On Low-rank Trace Regression under General Sampling Distribution
- URL: http://arxiv.org/abs/1904.08576v5
- Date: Tue, 29 Aug 2023 22:17:05 GMT
- Title: On Low-rank Trace Regression under General Sampling Distribution
- Authors: Nima Hamidi and Mohsen Bayati
- Abstract summary: We show that cross-validated estimators satisfy near-optimal error bounds on general assumptions.
We also show that the cross-validated estimator outperforms the theory-inspired approach of selecting the parameter.

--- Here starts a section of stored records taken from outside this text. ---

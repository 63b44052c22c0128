pub mod db;
pub mod mem;
pub mod models;
pub mod postgres;
pub mod schema;
pub mod store;

mod error;

pub use error::{Error, Result};
pub use store::{EndpointMatch, RecordPredicate, RecordStore, SortOrder};

use std::{future::Future, pin::Pin};

pub type BoxFuture<'a, T> = Pin<Box<dyn Future<Output = T> + Send + 'a>>;
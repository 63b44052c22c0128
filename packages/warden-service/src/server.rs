use serde::{Deserialize, Serialize};
use time::OffsetDateTime;
use uuid::Uuid;

use warden_domain::{Endpoint, NewRecord, Payload, Scope};
use warden_storage::{RecordStore, SortOrder};

use crate::{Error, PurgeRequest, PurgeResponse, Result, SyncService, resolver};

#[derive(Clone, Debug, Deserialize, Serialize)]
pub struct PublishServerConfigRequest {
	pub server: Uuid,
	pub origin: Endpoint,
	pub config: Payload,
}

#[derive(Clone, Debug, Deserialize, Serialize)]
pub struct ServerConfigResponse {
	pub config: Payload,
}

impl<S> SyncService<S>
where
	S: RecordStore,
{
	/// Replaces the live published server configuration rather than
	/// appending: publishing the identical payload twice leaves exactly one
	/// record, last writer winning.
	pub async fn publish_server_config(&self, req: PublishServerConfigRequest) -> Result<()> {
		if req.server.is_nil() {
			return Err(Error::InvalidRequest {
				message: "A server UID is required to publish server configuration.".to_string(),
			});
		}

		self.store
			.upsert_config(NewRecord::server_config(
				req.origin,
				Endpoint::server(req.server),
				req.config,
				OffsetDateTime::now_utc(),
			))
			.await?;

		Ok(())
	}

	/// The live published server configuration; empty when none has been
	/// published or the record was retracted.
	pub async fn current_server_config(&self, server: Uuid) -> Result<ServerConfigResponse> {
		let predicate = resolver::server_config_predicate(server);
		let config = self
			.store
			.query(&predicate, SortOrder::NewestFirst, Some(1))
			.await?
			.into_iter()
			.next()
			.map(|record| record.payload)
			.unwrap_or_default();

		Ok(ServerConfigResponse { config })
	}

	/// Retracts the published server configuration immediately.
	pub async fn purge_server_config(&self, server: Uuid) -> Result<PurgeResponse> {
		self.purge_older_than(PurgeRequest {
			scope: Scope::ServerConfigs,
			uid: Some(server),
			days_to_keep: 0,
		})
		.await
	}
}
use serde::{Deserialize, Serialize};
use time::{Duration, OffsetDateTime};
use uuid::Uuid;

use warden_domain::{Endpoint, Scope};
use warden_storage::{EndpointMatch, RecordPredicate, RecordStore};

use crate::{Error, Result, SyncService};

#[derive(Clone, Debug, Deserialize, Serialize)]
pub struct PurgeRequest {
	pub scope: Scope,
	/// Narrows the purge to one endpoint: the origin for telemetry, the
	/// destiny for configuration scopes.
	pub uid: Option<Uuid>,
	/// Zero means "delete all of this scope now".
	pub days_to_keep: i64,
}

#[derive(Clone, Debug, Deserialize, Serialize)]
pub struct PurgeResponse {
	pub deleted: u64,
}

impl<S> SyncService<S>
where
	S: RecordStore,
{
	/// Deletes every record of the scope older than the retention horizon
	/// and reports the exact count, zero included.
	pub async fn purge_older_than(&self, req: PurgeRequest) -> Result<PurgeResponse> {
		if req.days_to_keep < 0 {
			return Err(Error::InvalidRequest {
				message: "days_to_keep must be zero or greater.".to_string(),
			});
		}

		let cutoff = OffsetDateTime::now_utc() - Duration::days(req.days_to_keep);
		let mut predicate = RecordPredicate {
			scope: Some(req.scope),
			recorded_before: Some(cutoff),
			..Default::default()
		};

		if let Some(uid) = req.uid {
			match req.scope {
				Scope::AgentData =>
					predicate.origin = Some(EndpointMatch::Exactly(Endpoint::agent(uid))),
				Scope::AgentConfigs =>
					predicate.destiny = Some(EndpointMatch::Exactly(Endpoint::agent(uid))),
				Scope::ServerConfigs =>
					predicate.destiny = Some(EndpointMatch::Exactly(Endpoint::server(uid))),
			}
		}

		let deleted = self.store.delete(&predicate).await?;

		tracing::info!(scope = %req.scope, deleted, "Purged records older than the cutoff.");

		Ok(PurgeResponse { deleted })
	}
}
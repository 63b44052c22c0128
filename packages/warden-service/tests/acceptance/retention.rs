use serde_json::json;
use time::{Duration, OffsetDateTime};

use warden_domain::{Endpoint, NewRecord, Scope};
use warden_service::{AgentStateRequest, PurgeRequest};
use warden_storage::RecordStore;

use crate::suite::{payload, service, uid};

#[tokio::test]
async fn purge_respects_the_retention_horizon() {
	let service = service();
	let agent = Endpoint::agent(uid(1));
	let now = OffsetDateTime::now_utc();

	for days_ago in [30_i64, 20, 5, 1] {
		service
			.store
			.append(NewRecord::telemetry(
				agent,
				payload(json!({ "m": days_ago })),
				now - Duration::days(days_ago),
			))
			.await
			.unwrap();
	}

	let purged = service
		.purge_older_than(PurgeRequest { scope: Scope::AgentData, uid: None, days_to_keep: 14 })
		.await
		.unwrap();

	assert_eq!(purged.deleted, 2);

	// Records within the horizon are untouched; the newest survives as the
	// current state.
	let state = service.current_agent_state(AgentStateRequest::default()).await.unwrap();

	assert_eq!(state.agents[&uid(1)]["m"], json!(1));
}

#[tokio::test]
async fn a_targeted_purge_only_touches_the_addressed_agent() {
	let service = service();
	let server = Endpoint::server(uid(0xd0));
	let now = OffsetDateTime::now_utc();

	for agent in [uid(1), uid(2)] {
		service
			.store
			.append(NewRecord::agent_config(
				server,
				Endpoint::agent(agent),
				payload(json!({ "interval": 60 })),
				now,
			))
			.await
			.unwrap();
	}

	let purged = service
		.purge_older_than(PurgeRequest {
			scope: Scope::AgentConfigs,
			uid: Some(uid(1)),
			days_to_keep: 0,
		})
		.await
		.unwrap();

	assert_eq!(purged.deleted, 1);

	let listing = service
		.current_agent_config(warden_service::AgentConfigRequest {
			agents: None,
			merge_broadcast: false,
		})
		.await
		.unwrap();

	assert!(!listing.agents.contains_key(&uid(1)));
	assert!(listing.agents.contains_key(&uid(2)));
}

#[tokio::test]
async fn a_purge_matching_nothing_reports_zero() {
	let service = service();
	let purged = service
		.purge_older_than(PurgeRequest {
			scope: Scope::AgentConfigs,
			uid: Some(uid(7)),
			days_to_keep: 0,
		})
		.await
		.unwrap();

	assert_eq!(purged.deleted, 0);
}

#[tokio::test]
async fn negative_retention_is_an_invalid_request() {
	let service = service();
	let result = service
		.purge_older_than(PurgeRequest { scope: Scope::AgentData, uid: None, days_to_keep: -1 })
		.await;

	assert!(matches!(result, Err(warden_service::Error::InvalidRequest { .. })));
}

#[tokio::test]
async fn purging_telemetry_leaves_other_scopes_alone() {
	let service = service();
	let server = Endpoint::server(uid(0xd0));
	let old = OffsetDateTime::now_utc() - Duration::days(30);

	service
		.store
		.append(NewRecord::telemetry(Endpoint::agent(uid(1)), payload(json!({ "m": 1 })), old))
		.await
		.unwrap();
	service
		.store
		.append(NewRecord::agent_config(
			server,
			Endpoint::agent(uid(1)),
			payload(json!({ "interval": 60 })),
			old,
		))
		.await
		.unwrap();

	let purged = service
		.purge_older_than(PurgeRequest { scope: Scope::AgentData, uid: None, days_to_keep: 0 })
		.await
		.unwrap();

	assert_eq!(purged.deleted, 1);

	let configs = service
		.current_agent_config(warden_service::AgentConfigRequest {
			agents: None,
			merge_broadcast: false,
		})
		.await
		.unwrap();

	assert!(configs.agents.contains_key(&uid(1)));
}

- Score: 9.699586426043885
- License: http://arxiv.org/licenses/nonexclusive-distrib/1.0/
- Abstract: In this paper, we study the trace regression when a matrix of parameters B*
is estimated via the convex relaxation of a rank-regularized regression or via
regularized non-convex optimization. It is known that these estimators satisfy
near-optimal error bounds under assumptions on the rank, coherence, and
spikiness of B*. We start by introducing a general notion of spikiness for B*
that provides a generic recipe to prove the restricted strong convexity of the
sampling operator of the trace regression and obtain near-optimal and
non-asymptotic error bounds for the estimation error. Similar to the existing
literature, these results require the regularization parameter to be above a
certain theory-inspired threshold that depends on observation noise that may be
unknown in practice. Next, we extend the error bounds to cases where the
regularization parameter is chosen via cross-validation. This result is
significant in that existing theoretical results on cross-validated estimators
(Kale et al., 2011; Kumar et al., 2013; Abou-Moustafa and Szepesvari, 2017) do
not apply to our setting since the estimators we study are not known to satisfy
their required notion of stability. Finally, using simulations on synthetic and
real data, we show that the cross-validated estimator selects a near-optimal
penalty parameter and outperforms the theory-inspired approach of selecting the
parameter.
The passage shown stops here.